---- DATASET RECORDS

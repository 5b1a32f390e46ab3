//! # Annex-B Reassembler
//!
//! Pure logic, no I/O. Accepts raw byte chunks exactly as they came off the
//! socket, finds start-code boundaries, and emits complete NAL units as
//! [`NalEvent`]s.
//!
//! UDP gives no framing guarantee: a datagram may end mid-start-code, carry
//! several NAL units, or carry a fragment of one. The reassembler keeps the
//! unresolved tail (from the last start code onward) and resolves it once the
//! next start code arrives, so a NAL unit is emitted one start code late.
//!
//! Not thread-safe by construction: it must be driven by exactly one caller
//! (the receive thread) to preserve ordering.

use bytes::{Buf, Bytes, BytesMut};
use std::collections::VecDeque;
use tracing::debug;

use super::nal::{self, NalUnit, StartCode};

/// Discard threshold for a buffer that holds no start code at all.
pub const DEFAULT_SYNC_LOSS_LIMIT: usize = 64 * 1024;

/// Discard threshold for a single unterminated NAL unit.
pub const DEFAULT_MAX_NAL_BYTES: usize = 2 * 1024 * 1024;

// ─── Events ─────────────────────────────────────────────────────────────────

/// Everything the reassembler reports, in emission order.
///
/// An IDR slice produces `Keyframe` immediately followed by `Generic` for the
/// same payload. SPS and PPS produce only their dedicated variant.
#[derive(Debug, Clone, PartialEq, Eq)]
pub enum NalEvent {
    /// Any NAL unit that is not a parameter set.
    Generic { payload: Bytes, nal_type: u8 },
    /// Sequence parameter set.
    Sps { payload: Bytes },
    /// Picture parameter set.
    Pps { payload: Bytes },
    /// IDR slice; a `Generic` event for the same payload follows.
    Keyframe { payload: Bytes },
}

impl NalEvent {
    /// Payload carried by the event (start code stripped).
    pub fn payload(&self) -> &Bytes {
        match self {
            NalEvent::Generic { payload, .. }
            | NalEvent::Sps { payload }
            | NalEvent::Pps { payload }
            | NalEvent::Keyframe { payload } => payload,
        }
    }
}

// ─── Configuration ──────────────────────────────────────────────────────────

/// Reassembler limits.
#[derive(Debug, Clone, Copy)]
pub struct ReassemblerConfig {
    /// Bytes buffered without any start code before the buffer is dropped.
    pub sync_loss_limit: usize,
    /// Largest unterminated NAL unit kept before it is dropped.
    pub max_nal_bytes: usize,
}

impl Default for ReassemblerConfig {
    fn default() -> Self {
        ReassemblerConfig {
            sync_loss_limit: DEFAULT_SYNC_LOSS_LIMIT,
            max_nal_bytes: DEFAULT_MAX_NAL_BYTES,
        }
    }
}

// ─── Reassembler ────────────────────────────────────────────────────────────

/// Stateful Annex-B splitter.
#[derive(Debug)]
pub struct NalReassembler {
    config: ReassemblerConfig,
    /// Unresolved bytes. When `current` is set, `buffer[0..]` begins with
    /// that start code.
    buffer: BytesMut,
    /// Start code opening the NAL unit currently being accumulated.
    current: Option<StartCode>,
    /// Where the next `00 00 01` search begins.
    scan_pos: usize,
    events: VecDeque<NalEvent>,
}

impl Default for NalReassembler {
    fn default() -> Self {
        Self::new()
    }
}

impl NalReassembler {
    pub fn new() -> Self {
        Self::with_config(ReassemblerConfig::default())
    }

    pub fn with_config(config: ReassemblerConfig) -> Self {
        NalReassembler {
            config,
            buffer: BytesMut::with_capacity(64 * 1024),
            current: None,
            scan_pos: 0,
            events: VecDeque::new(),
        }
    }

    /// Append a chunk and resolve every NAL unit it completes.
    ///
    /// Chunks must be fed exactly once each, in arrival order.
    pub fn feed(&mut self, chunk: &[u8]) {
        if chunk.is_empty() {
            return;
        }
        self.buffer.extend_from_slice(chunk);

        while let Some(sc) = nal::find_start_code(&self.buffer, self.scan_pos) {
            match self.current {
                Some(open) => {
                    // Everything between the open start code and this one is
                    // one complete unit.
                    let mut unit = self.buffer.split_to(sc.head);
                    unit.advance(open.end());
                    self.emit(unit.freeze());
                }
                None => {
                    // First boundary after (re)sync: leading bytes belong to a
                    // unit whose start we never saw.
                    if sc.head > 0 {
                        debug!(skipped = sc.head, "dropping bytes before first start code");
                    }
                    self.buffer.advance(sc.head);
                }
            }
            let rebased = StartCode { head: 0, len: sc.len };
            self.current = Some(rebased);
            self.scan_pos = rebased.end();
        }

        // Resume the next search where a start code straddling the chunk
        // boundary could still begin.
        self.scan_pos = self
            .scan_pos
            .max(self.buffer.len().saturating_sub(2));

        self.enforce_limits();
    }

    /// Emit the pending tail as a final NAL unit (end of stream).
    pub fn flush(&mut self) {
        if let Some(open) = self.current.take() {
            let mut tail = self.buffer.split();
            tail.advance(open.end().min(tail.len()));
            self.emit(tail.freeze());
        }
        self.clear_buffer();
    }

    /// Drop all buffered bytes and pending events.
    pub fn reset(&mut self) {
        self.clear_buffer();
        self.events.clear();
    }

    /// Drain the events produced so far.
    pub fn drain_events(&mut self) -> impl Iterator<Item = NalEvent> + '_ {
        self.events.drain(..)
    }

    /// Number of undrained events.
    pub fn pending_events(&self) -> usize {
        self.events.len()
    }

    /// Bytes currently held in the accumulation buffer.
    pub fn buffered_len(&self) -> usize {
        self.buffer.len()
    }

    fn clear_buffer(&mut self) {
        self.buffer.clear();
        self.current = None;
        self.scan_pos = 0;
    }

    fn enforce_limits(&mut self) {
        match self.current {
            None if self.buffer.len() > self.config.sync_loss_limit => {
                debug!(
                    buffered = self.buffer.len(),
                    "no start code within sync-loss limit, discarding"
                );
                self.clear_buffer();
            }
            Some(_) if self.buffer.len() > self.config.max_nal_bytes => {
                debug!(
                    buffered = self.buffer.len(),
                    "unterminated NAL unit exceeds limit, discarding"
                );
                self.clear_buffer();
            }
            _ => {}
        }
    }

    fn emit(&mut self, payload: Bytes) {
        let Some(unit) = NalUnit::parse(payload) else {
            // Back-to-back start codes.
            return;
        };
        match unit.nal_type {
            nal::NAL_SPS => self.events.push_back(NalEvent::Sps {
                payload: unit.payload,
            }),
            nal::NAL_PPS => self.events.push_back(NalEvent::Pps {
                payload: unit.payload,
            }),
            nal_type => {
                if unit.is_keyframe {
                    self.events.push_back(NalEvent::Keyframe {
                        payload: unit.payload.clone(),
                    });
                }
                self.events.push_back(NalEvent::Generic {
                    payload: unit.payload,
                    nal_type,
                });
            }
        }
    }
}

--------

Only the lines from the one holding "start code within" to the end of the material are wanted, each transcribed exactly.

SOLUTION:
                    "no start code within sync-loss limit, discarding"
                );
                self.clear_buffer();
            }
            Some(_) if self.buffer.len() > self.config.max_nal_bytes => {
                debug!(
                    buffered = self.buffer.len(),
                    "unterminated NAL unit exceeds limit, discarding"
                );
                self.clear_buffer();
            }
            _ => {}
        }
    }

    fn emit(&mut self, payload: Bytes) {
        let Some(unit) = NalUnit::parse(payload) else {
            // Back-to-back start codes.
            return;
        };
        match unit.nal_type {
            nal::NAL_SPS => self.events.push_back(NalEvent::Sps {
                payload: unit.payload,
            }),
            nal::NAL_PPS => self.events.push_back(NalEvent::Pps {
                payload: unit.payload,
            }),
            nal_type => {
                if unit.is_keyframe {
                    self.events.push_back(NalEvent::Keyframe {
                        payload: unit.payload.clone(),
                    });
                }
                self.events.push_back(NalEvent::Generic {
                    payload: unit.payload,
                    nal_type,
                });
            }
        }
    }
}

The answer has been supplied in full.